··· Supplied material ···
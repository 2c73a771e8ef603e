// Canonical stream format and the label/codec synthesis from raw records.
use super::*;

pub const MALFORMED_LABEL: &str = "Error - Formato incorrecto";
pub const UNKNOWN_MIME_TYPE: &str = "unknown/unknown";
pub const AUDIO_ONLY_LABEL: &str = "audio only";
const STANDARD_DYNAMIC_RANGE: &str = "SDR";
const LABEL_SEPARATOR: &str = " · ";
const AUDIO_SEPARATOR: &str = " | ";
const BYTES_PER_MEGABYTE: f64 = 1024.0 * 1024.0;

#[derive(Debug, Clone, PartialEq, Serialize)]
#[serde(rename_all = "camelCase")]
pub struct StreamFormat {
    pub itag: i64,
    pub format_id: String,
    pub container: String,
    pub quality_label: String,
    pub mime_type: String,
    pub fps: Option<f64>,
    pub codecs: String,
    #[serde(skip_serializing_if = "Option::is_none")]
    pub audio_quality: Option<String>,
    pub bitrate: f64,
    pub has_video: bool,
    pub has_audio: bool,
}

impl StreamFormat {
    pub fn kind(&self) -> StreamKind {
        StreamKind::from_flags(self.has_video, self.has_audio)
    }

    pub fn is_playable(&self) -> bool {
        self.kind() != StreamKind::Neither
    }

    /// Stand-in for a record that could not be decoded.
    pub fn degraded(format_id: String, container: String) -> Self {
        Self {
            itag: parse_leading_integer(&format_id),
            format_id,
            container,
            quality_label: MALFORMED_LABEL.to_string(),
            mime_type: UNKNOWN_MIME_TYPE.to_string(),
            fps: None,
            codecs: String::new(),
            audio_quality: None,
            bitrate: 0.0,
            has_video: false,
            has_audio: false,
        }
    }
}

/// Builds the display-ready format for one validated record.
pub fn normalize(raw: &RawFormatRecord) -> StreamFormat {
    let kind = raw.kind();
    let container = raw.container();
    let mime_type = if container.is_empty() {
        UNKNOWN_MIME_TYPE.to_string()
    } else if kind.has_video() {
        format!("video/{container}")
    } else {
        format!("audio/{container}")
    };

    StreamFormat {
        itag: raw.itag(),
        format_id: raw.format_id_text(),
        quality_label: quality_label(raw),
        mime_type,
        container,
        fps: raw.fps,
        codecs: simplified_codec(raw),
        audio_quality: audio_quality(raw),
        bitrate: resolve_bitrate(raw),
        has_video: kind.has_video(),
        has_audio: kind.has_audio(),
    }
}

/// Validates and normalizes one JSON record; malformed input degrades
/// instead of failing so the rest of the batch survives.
pub fn normalize_value(value: &Value) -> StreamFormat {
    match RawFormatRecord::from_value(value) {
        Ok(raw) => normalize(&raw),
        Err(error) => {
            log::warn!("{error}");
            let format_id = value
                .get("format_id")
                .and_then(|id| RawIdentifier::deserialize(id).ok())
                .map(|id| id.as_text())
                .unwrap_or_default();
            let container = non_empty(value.get("ext").and_then(Value::as_str))
                .map(str::to_string)
                .unwrap_or_default();
            StreamFormat::degraded(format_id, container)
        }
    }
}

fn positive(value: Option<f64>) -> Option<f64> {
    value.filter(|value| *value > 0.0)
}

fn first_segment(tag: &str) -> &str {
    tag.split('.').next().unwrap_or(tag)
}

fn known_video_codec(segment: &str) -> Option<&'static str> {
    match segment.to_ascii_lowercase().as_str() {
        "avc1" => Some("H.264"),
        "vp9" => Some("VP9"),
        "av01" => Some("AV1"),
        _ => None,
    }
}

fn known_audio_codec(segment: &str) -> Option<&'static str> {
    match segment.to_ascii_lowercase().as_str() {
        "mp4a" => Some("AAC"),
        "opus" => Some("OPUS"),
        _ => None,
    }
}

fn size_in_megabytes(bytes: f64) -> f64 {
    (bytes / BYTES_PER_MEGABYTE * 10.0).round() / 10.0
}

pub(crate) fn quality_label(raw: &RawFormatRecord) -> String {
    let Some(vcodec) = raw.video_codec() else {
        return raw.note().unwrap_or(AUDIO_ONLY_LABEL).to_string();
    };

    let mut parts: Vec<String> = Vec::new();
    let width = raw.width.filter(|value| *value > 0);
    let height = raw.height.filter(|value| *value > 0);

    match (width, height) {
        (Some(width), Some(height)) => {
            if width >= 3840 && height >= 2160 {
                parts.push("4K".to_string());
            } else if width >= 2560 && height >= 1440 {
                parts.push("2K".to_string());
            }
            parts.push(format!("{width}x{height}"));
        }
        (None, Some(height)) => parts.push(format!("{height}p")),
        _ => {
            if let Some(note) = raw.note().filter(|note| note.contains('p')) {
                parts.push(note.to_string());
            }
        }
    }

    if let Some(fps) = positive(raw.fps).filter(|fps| *fps > 30.0) {
        parts.push(format!("{fps}fps"));
    }

    let segment = first_segment(vcodec);
    parts.push(known_video_codec(segment).unwrap_or(segment).to_string());

    if let Some(range) = non_empty(raw.dynamic_range.as_deref())
        .filter(|range| !range.eq_ignore_ascii_case(STANDARD_DYNAMIC_RANGE))
    {
        parts.push(range.to_string());
    }

    if let Some(bytes) = positive(raw.filesize).or(positive(raw.filesize_approx)) {
        parts.push(format!("~{}MB", size_in_megabytes(bytes)));
    }

    parts.join(LABEL_SEPARATOR)
}

pub(crate) fn audio_quality(raw: &RawFormatRecord) -> Option<String> {
    let acodec = raw.audio_codec()?;
    let mut parts: Vec<String> = Vec::new();

    let segment = first_segment(acodec);
    if segment.eq_ignore_ascii_case("mp4a") {
        parts.push("AAC".to_string());
    } else {
        parts.push(segment.to_uppercase());
    }

    if let Some(channels) = raw.audio_channels.filter(|value| *value > 0) {
        parts.push(format!("{channels}ch"));
    }

    if let Some(bitrate) = positive(raw.abr).or(positive(raw.tbr)) {
        parts.push(format!("{} kbps", bitrate.round() as i64));
    }

    Some(parts.join(AUDIO_SEPARATOR))
}

/// Short codec summary. Unmapped tags keep their full text, version suffix
/// included.
pub(crate) fn simplified_codec(raw: &RawFormatRecord) -> String {
    if let Some(vcodec) = raw.video_codec() {
        return known_video_codec(first_segment(vcodec))
            .unwrap_or(vcodec)
            .to_string();
    }
    if let Some(acodec) = raw.audio_codec() {
        return known_audio_codec(first_segment(acodec))
            .unwrap_or(acodec)
            .to_string();
    }
    String::new()
}

pub(crate) fn resolve_bitrate(raw: &RawFormatRecord) -> f64 {
    let video_bitrate = positive(raw.vbr).or_else(|| {
        if raw.kind() == StreamKind::VideoOnly {
            positive(raw.tbr)
        } else {
            None
        }
    });
    positive(raw.abr)
        .or(positive(raw.tbr))
        .or(video_bitrate)
        .unwrap_or(0.0)
}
···
Task instructions
Using the records above, copy every line that has the word "static" in it.

Exercise result
fn known_video_codec(segment: &str) -> Option<&'static str> {
fn known_audio_codec(segment: &str) -> Option<&'static str> {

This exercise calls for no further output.